Collected data entries
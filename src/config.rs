use std::path::Path;
use std::time::Duration;

use serde::{Deserialize, Serialize};

use crate::error::{EngineError, Result};

/// Tunables shared by the bot, the hint analyzer and the execution host.
/// Every field has a default, so a config file only needs the keys it overrides.
#[derive(Debug, Clone, PartialEq, Serialize, Deserialize)]
#[serde(default)]
pub struct EngineConfig {
    /// Chance of playing a book move when the position is in the book.
    pub book_probability: f64,
    /// Wall-clock budget before the host substitutes a random legal move.
    pub watchdog_ms: u64,
    /// Hint scores within this many centipawns are treated as tied.
    pub hint_tie_delta: i32,
    /// Chance of shuffling the runners-up behind the top hint.
    pub hint_shuffle_probability: f64,
    /// Upper bound of the jitter added to every hint bonus.
    pub hint_jitter: i32,
    /// Half-width of the per-call variety offset applied to hint scores.
    pub hint_variety: i32,
    /// Centipawns per legal move for the side to move.
    pub mobility_weight: i32,
    /// Non-pawn material (minor 3, rook 5, queen 9) at or below which the
    /// king switches to its endgame table.
    pub endgame_material_threshold: i32,
}

impl Default for EngineConfig {
    fn default() -> Self {
        Self {
            book_probability: 0.85,
            watchdog_ms: 1200,
            hint_tie_delta: 15,
            hint_shuffle_probability: 0.15,
            hint_jitter: 8,
            hint_variety: 6,
            mobility_weight: 2,
            endgame_material_threshold: 13,
        }
    }
}

impl EngineConfig {
    pub fn from_json_str(s: &str) -> Result<Self> {
        let cfg: EngineConfig = serde_json::from_str(s)?;
        cfg.validate()?;
        Ok(cfg)
    }

    pub fn from_path<P: AsRef<Path>>(path: P) -> Result<Self> {
        let text = std::fs::read_to_string(path)?;
        Self::from_json_str(&text)
    }

    pub fn validate(&self) -> Result<()> {
        for (name, p) in [
            ("book_probability", self.book_probability),
            ("hint_shuffle_probability", self.hint_shuffle_probability),
        ] {
            if !(0.0..=1.0).contains(&p) {
                return Err(EngineError::InvalidConfig(format!("{name} must be within [0, 1], got {p}")));
            }
        }
        if self.hint_jitter < 0 || self.hint_variety < 0 || self.hint_tie_delta < 0 {
            return Err(EngineError::InvalidConfig("hint jitter, variety and tie delta must be non-negative".into()));
        }
        if self.watchdog_ms == 0 {
            return Err(EngineError::InvalidConfig("watchdog_ms must be positive".into()));
        }
        Ok(())
    }

    pub fn watchdog(&self) -> Duration { Duration::from_millis(self.watchdog_ms) }
}
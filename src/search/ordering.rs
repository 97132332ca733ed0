use cozy_chess::{Piece, Square};

use crate::board::ChessMove;
use crate::search::eval::piece_value;

const CAPTURE_BONUS: i32 = 10_000;
const PROMOTION_BONUS: i32 = 8_000;
const CENTER_BONUS: i32 = 50;

pub const CENTER: [Square; 4] = [Square::D4, Square::E4, Square::D5, Square::E5];

fn attacker_value(piece: Piece) -> i32 {
    // a legal king capture never loses the king
    if piece == Piece::King { 0 } else { piece_value(piece) }
}

/// Cheap ordering key: MVV-LVA captures, then promotions, then central moves.
pub fn order_score(mv: &ChessMove) -> i32 {
    let mut s = 0;
    if let Some(victim) = mv.captured {
        s += CAPTURE_BONUS + piece_value(victim) - attacker_value(mv.piece);
    }
    if mv.promotion.is_some() { s += PROMOTION_BONUS; }
    if CENTER.contains(&mv.to) { s += CENTER_BONUS; }
    s
}

/// Sorts best-first. Stable, so equal keys keep generation order.
pub fn order_moves(moves: &mut [ChessMove]) {
    moves.sort_by_key(|m| -order_score(m));
}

▶ **Task details**: Every single record must be transcribed exactly as it stands.

▶ **Answer area**:
filename src/config.rs
use std::path::Path;
use std::time::Duration;

use serde::{Deserialize, Serialize};

use crate::error::{EngineError, Result};

/// Tunables shared by the bot, the hint analyzer and the execution host.
/// Every field has a default, so a config file only needs the keys it overrides.
#[derive(Debug, Clone, PartialEq, Serialize, Deserialize)]
#[serde(default)]
pub struct EngineConfig {
    /// Chance of playing a book move when the position is in the book.
    pub book_probability: f64,
    /// Wall-clock budget before the host substitutes a random legal move.
    pub watchdog_ms: u64,
    /// Hint scores within this many centipawns are treated as tied.
    pub hint_tie_delta: i32,
    /// Chance of shuffling the runners-up behind the top hint.
    pub hint_shuffle_probability: f64,
    /// Upper bound of the jitter added to every hint bonus.
    pub hint_jitter: i32,
    /// Half-width of the per-call variety offset applied to hint scores.
    pub hint_variety: i32,
    /// Centipawns per legal move for the side to move.
    pub mobility_weight: i32,
    /// Non-pawn material (minor 3, rook 5, queen 9) at or below which the
    /// king switches to its endgame table.
    pub endgame_material_threshold: i32,
}

impl Default for EngineConfig {
    fn default() -> Self {
        Self {
            book_probability: 0.85,
            watchdog_ms: 1200,
            hint_tie_delta: 15,
            hint_shuffle_probability: 0.15,
            hint_jitter: 8,
            hint_variety: 6,
            mobility_weight: 2,
            endgame_material_threshold: 13,
        }
    }
}

impl EngineConfig {
    pub fn from_json_str(s: &str) -> Result<Self> {
        let cfg: EngineConfig = serde_json::from_str(s)?;
        cfg.validate()?;
        Ok(cfg)
    }

    pub fn from_path<P: AsRef<Path>>(path: P) -> Result<Self> {
        let text = std::fs::read_to_string(path)?;
        Self::from_json_str(&text)
    }

    pub fn validate(&self) -> Result<()> {
        for (name, p) in [
            ("book_probability", self.book_probability),
            ("hint_shuffle_probability", self.hint_shuffle_probability),
        ] {
            if !(0.0..=1.0).contains(&p) {
                return Err(EngineError::InvalidConfig(format!("{name} must be within [0, 1], got {p}")));
            }
        }
        if self.hint_jitter < 0 || self.hint_variety < 0 || self.hint_tie_delta < 0 {
            return Err(EngineError::InvalidConfig("hint jitter, variety and tie delta must be non-negative".into()));
        }
        if self.watchdog_ms == 0 {
            return Err(EngineError::InvalidConfig("watchdog_ms must be positive".into()));
        }
        Ok(())
    }

    pub fn watchdog(&self) -> Duration { Duration::from_millis(self.watchdog_ms) }
}
filename src/search/ordering.rs
repository 97132332ca733ed0
use cozy_chess::{Piece, Square};

use crate::board::ChessMove;
use crate::search::eval::piece_value;

const CAPTURE_BONUS: i32 = 10_000;
const PROMOTION_BONUS: i32 = 8_000;
const CENTER_BONUS: i32 = 50;

pub const CENTER: [Square; 4] = [Square::D4, Square::E4, Square::D5, Square::E5];

fn attacker_value(piece: Piece) -> i32 {
    // a legal king capture never loses the king
    if piece == Piece::King { 0 } else { piece_value(piece) }
}

/// Cheap ordering key: MVV-LVA captures, then promotions, then central moves.
pub fn order_score(mv: &ChessMove) -> i32 {
    let mut s = 0;
    if let Some(victim) = mv.captured {
        s += CAPTURE_BONUS + piece_value(victim) - attacker_value(mv.piece);
    }
    if mv.promotion.is_some() { s += PROMOTION_BONUS; }
    if CENTER.contains(&mv.to) { s += CENTER_BONUS; }
    s
}

/// Sorts best-first. Stable, so equal keys keep generation order.
pub fn order_moves(moves: &mut [ChessMove]) {
    moves.sort_by_key(|m| -order_score(m));
}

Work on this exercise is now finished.